Group slams rollback of human rights in Asia
MANILA, Philippines — Governments in Southeast Asia, including the Philippines, have used the COVID-19 pandemic to impose measures that have rolled back human rights in the region, according to Asian Forum for Human Rights and Development (Forum-Asia).
Under the pretext of public safety and national security, these governments have either imposed partial or complete lockdowns, social and physical distancing, controlled the release of information, or declared a state of emergency that legitimized the presence of military forces, said Shamini Darshni Kaliemuthu, executive director of Forum-Asia.
“What we have seen is that these measures have instead resulted in a disregard of public health and human rights perspective by putting forward a militarized approach [that] end up further contributing to high mortality and morbidity rate,” Kaliemuthu said in a webinar with journalists and civil society groups on Tuesday.
These measures have also worsened the public health risks of marginalized populations, including the homeless, people living in poverty, indigenous groups and the LGBTQ community, she added.
As cases and deaths due to the new coronavirus are projected to rise in the next few weeks and months, civil society groups have expressed alarm over the impact of authoritarian measures on civic space, democracy, and the protection of human rights in the region.

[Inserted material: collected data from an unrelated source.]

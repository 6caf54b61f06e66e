use crate::types::Rotation;
use glam::{Mat3, Vec3};

/// Holds the latest device-to-world rotation from the rotation-vector sensor.
///
/// Each sample replaces the previous rotation wholesale. Readers get whatever
/// was observed last, with no regard for how old it is relative to other
/// sensor channels.
#[derive(Debug, Default)]
pub struct OrientationTracker {
    rotation: Rotation,
}

impl OrientationTracker {
    pub fn new() -> Self {
        Self::default()
    }

    /// Replace the stored rotation with one built from a raw rotation vector.
    pub fn update_orientation(&mut self, values: &[f32]) {
        self.rotation = rotation_from_vector(values);
    }

    /// Snapshot of the current rotation.
    pub fn rotation(&self) -> Rotation {
        self.rotation
    }
}

/// Build a rotation matrix from a rotation-vector sample.
///
/// `values` holds the quaternion vector part `(x, y, z)` and, when present,
/// the scalar part `w` in slot 3. Without `w` it is reconstructed as
/// `sqrt(1 - x^2 - y^2 - z^2)`, floored at zero. The quaternion is used as
/// given: no normalization, no validation. Missing components read as zero.
pub fn rotation_from_vector(values: &[f32]) -> Rotation {
    let component = |i: usize| values.get(i).copied().unwrap_or(0.0);
    let q1 = component(0);
    let q2 = component(1);
    let q3 = component(2);
    let q0 = if values.len() >= 4 {
        values[3]
    } else {
        let w2 = 1.0 - q1 * q1 - q2 * q2 - q3 * q3;
        if w2 > 0.0 {
            w2.sqrt()
        } else {
            0.0
        }
    };

    let sq_q1 = 2.0 * q1 * q1;
    let sq_q2 = 2.0 * q2 * q2;
    let sq_q3 = 2.0 * q3 * q3;
    let q1_q2 = 2.0 * q1 * q2;
    let q3_q0 = 2.0 * q3 * q0;
    let q1_q3 = 2.0 * q1 * q3;
    let q2_q0 = 2.0 * q2 * q0;
    let q2_q3 = 2.0 * q2 * q3;
    let q1_q0 = 2.0 * q1 * q0;

    // Columns of the row-major matrix
    //   | 1-2y²-2z²   2xy-2zw     2xz+2yw   |
    //   | 2xy+2zw     1-2x²-2z²   2yz-2xw   |
    //   | 2xz-2yw     2yz+2xw     1-2x²-2y² |
    Rotation(Mat3::from_cols(
        Vec3::new(1.0 - sq_q2 - sq_q3, q1_q2 + q3_q0, q1_q3 - q2_q0),
        Vec3::new(q1_q2 - q3_q0, 1.0 - sq_q1 - sq_q3, q2_q3 + q1_q0),
        Vec3::new(q1_q3 + q2_q0, q2_q3 - q1_q0, 1.0 - sq_q1 - sq_q2),
    ))
}
use crate::frame::{Disc, Frame, Stroke};
use bytemuck::{Pod, Zeroable};
use glam::Vec2;

/// Triangles per origin marker.
const DISC_SEGMENTS: u32 = 24;

/// Vertex format for path geometry.
#[repr(C)]
#[derive(Debug, Clone, Copy, PartialEq, Pod, Zeroable)]
pub struct PathVertex {
    /// World position in meters.
    pub position: [f32; 2],
    pub color: [f32; 4],
}

impl PathVertex {
    pub fn layout() -> wgpu::VertexBufferLayout<'static> {
        wgpu::VertexBufferLayout {
            array_stride: std::mem::size_of::<Self>() as wgpu::BufferAddress,
            step_mode: wgpu::VertexStepMode::Vertex,
            attributes: &[
                // position
                wgpu::VertexAttribute {
                    offset: 0,
                    shader_location: 0,
                    format: wgpu::VertexFormat::Float32x2,
                },
                // color
                wgpu::VertexAttribute {
                    offset: 8,
                    shader_location: 1,
                    format: wgpu::VertexFormat::Float32x4,
                },
            ],
        }
    }
}

/// A non-indexed triangle list.
#[derive(Debug, Default)]
pub struct PathMesh {
    pub vertices: Vec<PathVertex>,
}

impl PathMesh {
    pub fn vertex_count(&self) -> u32 {
        self.vertices.len() as u32
    }

    fn push_triangle(&mut self, a: Vec2, b: Vec2, c: Vec2, color: [f32; 4]) {
        for p in [a, b, c] {
            self.vertices.push(PathVertex {
                position: p.to_array(),
                color,
            });
        }
    }
}

/// Turn a frame into triangles, in paint order.
pub fn tessellate(frame: &Frame<'_>) -> PathMesh {
    let segments: usize = frame
        .strokes()
        .map(|s| s.points.len().saturating_sub(1))
        .sum();
    let mut mesh = PathMesh {
        vertices: Vec::with_capacity(segments * 6 + DISC_SEGMENTS as usize * 3),
    };

    for stroke in frame.strokes() {
        push_stroke(&mut mesh, stroke);
    }
    push_disc(&mut mesh, &frame.marker);
    mesh
}

/// One quad per segment, extended by half the width at both ends so joints
/// between consecutive segments have no gaps.
fn push_stroke(mesh: &mut PathMesh, stroke: &Stroke<'_>) {
    let half = stroke.width / 2.0;

    for pair in stroke.points.windows(2) {
        let (a, b) = (pair[0], pair[1]);
        let Some(dir) = (b - a).try_normalize() else {
            continue;
        };
        let along = dir * half;
        let across = dir.perp() * half;
        let start = a - along;
        let end = b + along;

        let p0 = start + across;
        let p1 = start - across;
        let p2 = end + across;
        let p3 = end - across;
        mesh.push_triangle(p0, p1, p2, stroke.color);
        mesh.push_triangle(p2, p1, p3, stroke.color);
    }
}

fn push_disc(mesh: &mut PathMesh, disc: &Disc) {
    let step = std::f32::consts::TAU / DISC_SEGMENTS as f32;
    let rim = |i: u32| disc.center + Vec2::from_angle(i as f32 * step) * disc.radius;

    for i in 0..DISC_SEGMENTS {
        mesh.push_triangle(disc.center, rim(i), rim(i + 1), disc.color);
    }
}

The Commission on Human Rights on Wednesday also reminded local officials that despite the lockdown, the Bill of Rights is still in effect “to protect citizens and their rights.”

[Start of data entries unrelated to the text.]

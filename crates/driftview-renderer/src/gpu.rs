use crate::frame::Frame;
use crate::mesh::PathMesh;
use crate::pipeline::{RenderPipeline, Uniforms};
use driftview_config::Rgba;
use thiserror::Error;
use tracing::{debug, info};
use wgpu::util::DeviceExt;

#[derive(Error, Debug)]
pub enum RenderError {
    #[error("failed to create surface: {0}")]
    CreateSurface(#[from] wgpu::CreateSurfaceError),
    #[error("no suitable GPU adapter found")]
    NoAdapter,
    #[error("surface reports no supported formats for this adapter")]
    NoSurfaceFormat,
    #[error("failed to create device: {0}")]
    RequestDevice(#[from] wgpu::RequestDeviceError),
    #[error("surface texture unavailable: {0}")]
    Surface(#[from] wgpu::SurfaceError),
}

/// Owns the wgpu device and window surface and draws tessellated frames.
pub struct GpuRenderer {
    device: wgpu::Device,
    queue: wgpu::Queue,
    surface: wgpu::Surface<'static>,
    surface_config: wgpu::SurfaceConfiguration,
    pipeline: RenderPipeline,
    vertex_buffer: Option<wgpu::Buffer>,
    vertex_count: u32,
}

impl GpuRenderer {
    pub async fn new(
        target: impl Into<wgpu::SurfaceTarget<'static>>,
        width: u32,
        height: u32,
    ) -> Result<Self, RenderError> {
        let instance = wgpu::Instance::new(wgpu::InstanceDescriptor {
            backends: wgpu::Backends::PRIMARY,
            ..Default::default()
        });

        let surface = instance.create_surface(target)?;

        let adapter = instance
            .request_adapter(&wgpu::RequestAdapterOptions {
                power_preference: wgpu::PowerPreference::LowPower,
                compatible_surface: Some(&surface),
                force_fallback_adapter: false,
            })
            .await
            .ok_or(RenderError::NoAdapter)?;

        info!(name = adapter.get_info().name, "Using GPU");

        let (device, queue) = adapter
            .request_device(
                &wgpu::DeviceDescriptor {
                    label: Some("driftview_device"),
                    required_features: wgpu::Features::empty(),
                    required_limits: wgpu::Limits::downlevel_webgl2_defaults()
                        .using_resolution(adapter.limits()),
                    memory_hints: wgpu::MemoryHints::default(),
                },
                None,
            )
            .await?;

        // Colors are authored as display values, so prefer a linear format
        // that writes them through unchanged.
        let surface_caps = surface.get_capabilities(&adapter);
        let format = pick_surface_format(&surface_caps.formats)?;

        let surface_config = wgpu::SurfaceConfiguration {
            usage: wgpu::TextureUsages::RENDER_ATTACHMENT,
            format,
            width: width.max(1),
            height: height.max(1),
            present_mode: wgpu::PresentMode::AutoVsync,
            alpha_mode: wgpu::CompositeAlphaMode::Auto,
            view_formats: vec![],
            desired_maximum_frame_latency: 2,
        };
        surface.configure(&device, &surface_config);

        let pipeline = RenderPipeline::new(&device, format);

        Ok(Self {
            device,
            queue,
            surface,
            surface_config,
            pipeline,
            vertex_buffer: None,
            vertex_count: 0,
        })
    }

    pub fn size(&self) -> (u32, u32) {
        (self.surface_config.width, self.surface_config.height)
    }

    /// Reconfigure the surface. Zero-sized requests (minimized window) are ignored.
    pub fn resize(&mut self, width: u32, height: u32) {
        if width == 0 || height == 0 {
            return;
        }
        self.surface_config.width = width;
        self.surface_config.height = height;
        self.surface.configure(&self.device, &self.surface_config);
        debug!(width, height, "Surface resized");
    }

    /// Replace the geometry drawn by subsequent `render` calls.
    pub fn upload_mesh(&mut self, mesh: &PathMesh) {
        self.vertex_count = mesh.vertex_count();
        self.vertex_buffer = if mesh.vertices.is_empty() {
            None
        } else {
            Some(
                self.device
                    .create_buffer_init(&wgpu::util::BufferInitDescriptor {
                        label: Some("path_vertex_buffer"),
                        contents: bytemuck::cast_slice(&mesh.vertices),
                        usage: wgpu::BufferUsages::VERTEX,
                    }),
            )
        };
    }

    /// Clear to the frame's background and draw the uploaded mesh with the
    /// frame's transform.
    ///
    /// A lost or outdated surface is reconfigured before the error is returned,
    /// so the next frame can succeed.
    pub fn render(&mut self, frame: &Frame<'_>) -> Result<(), RenderError> {
        let output = match self.surface.get_current_texture() {
            Ok(output) => output,
            Err(e @ (wgpu::SurfaceError::Lost | wgpu::SurfaceError::Outdated)) => {
                self.surface.configure(&self.device, &self.surface_config);
                return Err(e.into());
            }
            Err(e) => return Err(e.into()),
        };
        let view = output
            .texture
            .create_view(&wgpu::TextureViewDescriptor::default());

        let uniform_buffer = self
            .device
            .create_buffer_init(&wgpu::util::BufferInitDescriptor {
                label: Some("uniform_buffer"),
                contents: bytemuck::cast_slice(&[Uniforms::new(frame.clip_from_world())]),
                usage: wgpu::BufferUsages::UNIFORM,
            });
        let uniform_bind_group = self
            .pipeline
            .create_uniform_bind_group(&self.device, &uniform_buffer);

        let mut encoder = self
            .device
            .create_command_encoder(&wgpu::CommandEncoderDescriptor {
                label: Some("path_render"),
            });

        {
            let mut pass = encoder.begin_render_pass(&wgpu::RenderPassDescriptor {
                label: Some("path_render_pass"),
                color_attachments: &[Some(wgpu::RenderPassColorAttachment {
                    view: &view,
                    resolve_target: None,
                    ops: wgpu::Operations {
                        load: wgpu::LoadOp::Clear(clear_color(frame.background)),
                        store: wgpu::StoreOp::Store,
                    },
                })],
                depth_stencil_attachment: None,
                timestamp_writes: None,
                occlusion_query_set: None,
            });

            if let Some(vertex_buffer) = &self.vertex_buffer {
                pass.set_pipeline(&self.pipeline.pipeline);
                pass.set_bind_group(0, &uniform_bind_group, &[]);
                pass.set_vertex_buffer(0, vertex_buffer.slice(..));
                pass.draw(0..self.vertex_count, 0..1);
            }
        }

        self.queue.submit(std::iter::once(encoder.finish()));
        output.present();
        Ok(())
    }
}

fn clear_color(c: Rgba) -> wgpu::Color {
    wgpu::Color {
        r: c[0] as f64,
        g: c[1] as f64,
        b: c[2] as f64,
        a: c[3] as f64,
    }
}

/// First non-sRGB format if any, else the surface's preferred one.
fn pick_surface_format(formats: &[wgpu::TextureFormat]) -> Result<wgpu::TextureFormat, RenderError> {
    formats
        .iter()
        .copied()
        .find(|f| !f.is_srgb())
        .or_else(|| formats.first().copied())
        .ok_or(RenderError::NoSurfaceFormat)
}

#[cfg(test)]
mod tests {
    use super::*;
    use wgpu::TextureFormat;

    #[test]
    fn linear_format_is_preferred() {
        let formats = [TextureFormat::Bgra8UnormSrgb, TextureFormat::Bgra8Unorm];
        assert_eq!(pick_surface_format(&formats).unwrap(), TextureFormat::Bgra8Unorm);
    }

    #[test]
    fn srgb_only_surface_uses_first_format() {
        let formats = [TextureFormat::Rgba8UnormSrgb, TextureFormat::Bgra8UnormSrgb];
        assert_eq!(pick_surface_format(&formats).unwrap(), TextureFormat::Rgba8UnormSrgb);
    }

    #[test]
    fn empty_capabilities_are_an_error() {
        assert!(matches!(pick_surface_format(&[]), Err(RenderError::NoSurfaceFormat)));
    }
}
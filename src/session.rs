use driftview_input::ViewportController;
use driftview_motion::listener::{PoseListener, PoseTrack};
use driftview_motion::trajectory::TrajectoryStore;
use driftview_motion::types::{PoseFrame, Position2D};
use driftview_motion::{FeedClient, PoseSource};
use std::sync::Arc;
use tracing::info;

/// Format a position readout with two decimals, e.g. `"DR: 1.00, -0.50"`.
pub fn format_readout(label: &str, p: Position2D) -> String {
    format!("{label}: {:.2}, {:.2}", p.x, p.y)
}

/// One tracking session: both paths, the pose anchor and the view.
pub struct Session {
    store: Arc<TrajectoryStore>,
    feed: FeedClient,
    pose_track: PoseTrack,
    viewport: ViewportController,
    feed_error: Option<String>,
}

impl Session {
    pub fn new(
        store: Arc<TrajectoryStore>,
        feed: FeedClient,
        feed_error: Option<String>,
        initial_scale: f32,
    ) -> Self {
        Self {
            pose_track: PoseTrack::new(store.clone()),
            store,
            feed,
            viewport: ViewportController::new(initial_scale),
            feed_error,
        }
    }

    pub fn store(&self) -> &TrajectoryStore {
        &self.store
    }

    pub fn viewport(&self) -> &ViewportController {
        &self.viewport
    }

    pub fn viewport_mut(&mut self) -> &mut ViewportController {
        &mut self.viewport
    }

    /// Pull at most one new pose frame from the feed. Returns whether one arrived.
    pub fn poll_pose(&mut self) -> bool {
        match self.feed.poll_pose() {
            Some(frame) => {
                self.apply_pose_frame(&frame);
                true
            }
            None => false,
        }
    }

    pub fn apply_pose_frame(&mut self, frame: &PoseFrame) {
        self.pose_track.on_pose_frame(frame);
    }

    /// Clear both paths, the pose anchor and the inertial state, and re-center
    /// the view. Zoom is kept.
    ///
    /// The feed task clears the dead-reckoning path again when it applies the
    /// inertial reset, so samples it was already draining do not survive.
    pub fn reset_session(&mut self) {
        self.feed.reset_inertial();
        self.pose_track.reset();
        self.store.reset();
        self.viewport.reset_view();
        info!("Session reset");
    }

    pub fn inertial_readout(&self) -> String {
        format_readout("DR", self.feed.inertial_position())
    }

    pub fn pose_readout(&self) -> String {
        format_readout("SLAM", self.pose_track.latest())
    }

    pub fn status(&self) -> String {
        if let Some(message) = &self.feed_error {
            return format!("Feed error: {message}");
        }
        match self.pose_track.last_state() {
            Some(state) => format!("Status: {state}"),
            None => "Status: WAITING".to_string(),
        }
    }

    /// Window title carrying both readouts and the status.
    pub fn title(&self) -> String {
        format!(
            "driftview | {} | {} | {}",
            self.inertial_readout(),
            self.pose_readout(),
            self.status()
        )
    }
}

#[cfg(test)]
mod tests {
    use super::*;
    use driftview_motion::types::TrackingState;
    use glam::{Vec2, Vec3};

    fn mock_session() -> Session {
        Session::new(Arc::new(TrajectoryStore::new()), FeedClient::mock(), None, 50.0)
    }

    #[test]
    fn readout_uses_two_decimals() {
        assert_eq!(format_readout("DR", Vec2::new(1.0, -0.5)), "DR: 1.00, -0.50");
        assert_eq!(format_readout("SLAM", Vec2::new(0.126, 12.0)), "SLAM: 0.13, 12.00");
    }

    #[tokio::test]
    async fn fresh_session_reads_zero() {
        let session = mock_session();
        assert_eq!(session.inertial_readout(), "DR: 0.00, 0.00");
        assert_eq!(session.pose_readout(), "SLAM: 0.00, 0.00");
        assert_eq!(session.status(), "Status: WAITING");
    }

    #[tokio::test]
    async fn pose_frames_drive_readout_and_status() {
        let mut session = mock_session();
        session.apply_pose_frame(&PoseFrame::new(0, TrackingState::Tracking, Vec3::new(0.0, 0.0, 0.0)));
        session.apply_pose_frame(&PoseFrame::new(1, TrackingState::Tracking, Vec3::new(2.0, 0.0, -1.0)));
        assert_eq!(session.pose_readout(), "SLAM: 2.00, 1.00");
        assert_eq!(session.status(), "Status: TRACKING");

        session.apply_pose_frame(&PoseFrame::new(2, TrackingState::Paused, Vec3::ZERO));
        assert_eq!(session.pose_readout(), "SLAM: 2.00, 1.00");
        assert_eq!(session.status(), "Status: PAUSED");
        assert_eq!(session.store().snapshot().pose_source.len(), 3);
    }

    #[tokio::test]
    async fn feed_error_replaces_status() {
        let session = Session::new(
            Arc::new(TrajectoryStore::new()),
            FeedClient::mock(),
            Some("connection refused".into()),
            50.0,
        );
        assert_eq!(session.status(), "Feed error: connection refused");
        assert!(session.title().ends_with("Feed error: connection refused"));
    }

    #[tokio::test]
    async fn reset_clears_paths_and_pan_but_keeps_zoom() {
        let mut session = mock_session();
        session.viewport_mut().apply_scale(2.0);
        session.viewport_mut().apply_drag(Vec2::new(-30.0, 10.0));
        session.apply_pose_frame(&PoseFrame::new(0, TrackingState::Tracking, Vec3::new(5.0, 0.0, 5.0)));
        session.apply_pose_frame(&PoseFrame::new(1, TrackingState::Tracking, Vec3::new(6.0, 0.0, 5.0)));

        session.reset_session();

        let state = session.viewport().state();
        assert_eq!(state.scale, 100.0);
        assert_eq!(state.pan, Vec2::ZERO);
        let snapshot = session.store().snapshot();
        assert_eq!(snapshot.pose_source.points(), &[Vec2::ZERO]);
        assert_eq!(snapshot.inertial.points(), &[Vec2::ZERO]);
        assert_eq!(session.pose_readout(), "SLAM: 0.00, 0.00");
        assert_eq!(session.inertial_readout(), "DR: 0.00, 0.00");

        // The next tracked frame becomes the new anchor.
        session.apply_pose_frame(&PoseFrame::new(2, TrackingState::Tracking, Vec3::new(9.0, 0.0, 9.0)));
        assert_eq!(session.store().snapshot().pose_source.last(), Vec2::ZERO);
    }

    #[tokio::test]
    async fn poll_without_feed_data_is_a_no_op() {
        let mut session = mock_session();
        assert!(!session.poll_pose());
        assert_eq!(session.store().snapshot().pose_source.len(), 1);
    }
}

Across Southeast Asia, hundreds have been arrested for their posts on social media and accused of conspiracy against government and of spreading false information.
Last week, the National Bureau of Investigation summoned more than a dozen people for their Facebook posts.

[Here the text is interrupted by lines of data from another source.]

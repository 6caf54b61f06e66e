use serde::{Deserialize, Serialize};

/// Smallest allowed zoom (pixels per meter).
pub const MIN_SCALE: f32 = 5.0;
/// Largest allowed zoom (pixels per meter).
pub const MAX_SCALE: f32 = 500.0;

/// Zoom used when none is configured or the configured one is NaN.
pub const DEFAULT_SCALE: f32 = 50.0;

/// Clamp a zoom value into `[MIN_SCALE, MAX_SCALE]`. NaN maps to `DEFAULT_SCALE`.
pub fn clamp_scale(scale: f32) -> f32 {
    if scale.is_nan() {
        return DEFAULT_SCALE;
    }
    scale.clamp(MIN_SCALE, MAX_SCALE)
}

/// An RGBA color with components in `0.0..=1.0`.
pub type Rgba = [f32; 4];

#[derive(Debug, Clone, Default, Serialize, Deserialize)]
#[serde(default)]
pub struct AppConfig {
    /// Sensor and pose feed connection.
    pub feed: FeedConfig,
    /// Pan/zoom defaults.
    pub viewport: ViewportConfig,
    /// Stroke widths and colors.
    pub render: RenderConfig,
}

#[derive(Debug, Clone, Serialize, Deserialize)]
#[serde(default)]
pub struct FeedConfig {
    /// `host:port` of the companion device streaming sensor and pose packets.
    pub address: String,
    /// Give up on the connection after this long and fall back to a mock feed.
    pub connect_timeout_ms: u64,
}

impl Default for FeedConfig {
    fn default() -> Self {
        Self {
            address: "127.0.0.1:5760".to_string(),
            connect_timeout_ms: 3000,
        }
    }
}

#[derive(Debug, Clone, Serialize, Deserialize)]
#[serde(default)]
pub struct ViewportConfig {
    /// Zoom at startup in pixels per meter. Written back on exit.
    pub initial_scale: f32,
}

impl Default for ViewportConfig {
    fn default() -> Self {
        Self {
            initial_scale: DEFAULT_SCALE,
        }
    }
}

#[derive(Debug, Clone, Serialize, Deserialize)]
#[serde(default)]
pub struct RenderConfig {
    /// On-screen grid line width in pixels, independent of zoom.
    pub grid_stroke_px: f32,
    /// On-screen path width in pixels, independent of zoom.
    pub path_stroke_px: f32,
    /// Origin marker radius in meters.
    pub marker_radius_m: f32,
    pub background_color: Rgba,
    pub grid_color: Rgba,
    /// Dead-reckoning path.
    pub inertial_color: Rgba,
    /// Visual-inertial tracker path.
    pub pose_color: Rgba,
    pub marker_color: Rgba,
}

impl Default for RenderConfig {
    fn default() -> Self {
        Self {
            grid_stroke_px: 2.0,
            path_stroke_px: 5.0,
            marker_radius_m: 0.1,
            background_color: [1.0, 1.0, 1.0, 1.0],
            grid_color: [0.867, 0.867, 0.867, 1.0],
            inertial_color: [0.0, 0.0, 1.0, 1.0],
            pose_color: [1.0, 0.0, 0.0, 1.0],
            marker_color: [0.0, 0.0, 0.0, 1.0],
        }
    }
}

Local human rights group also slammed the degrading and inhumane treatment of curfew violators, citing an incident in Laguna province where several young men were locked inside a dog cage for the violation.
While there is no one-size-fits-all model in addressing the COVID-19 pandemic, Kaliemuthu said the best practice—as observed in countries like South Korea and Taiwan—was to introduce measures founded on human rights principles.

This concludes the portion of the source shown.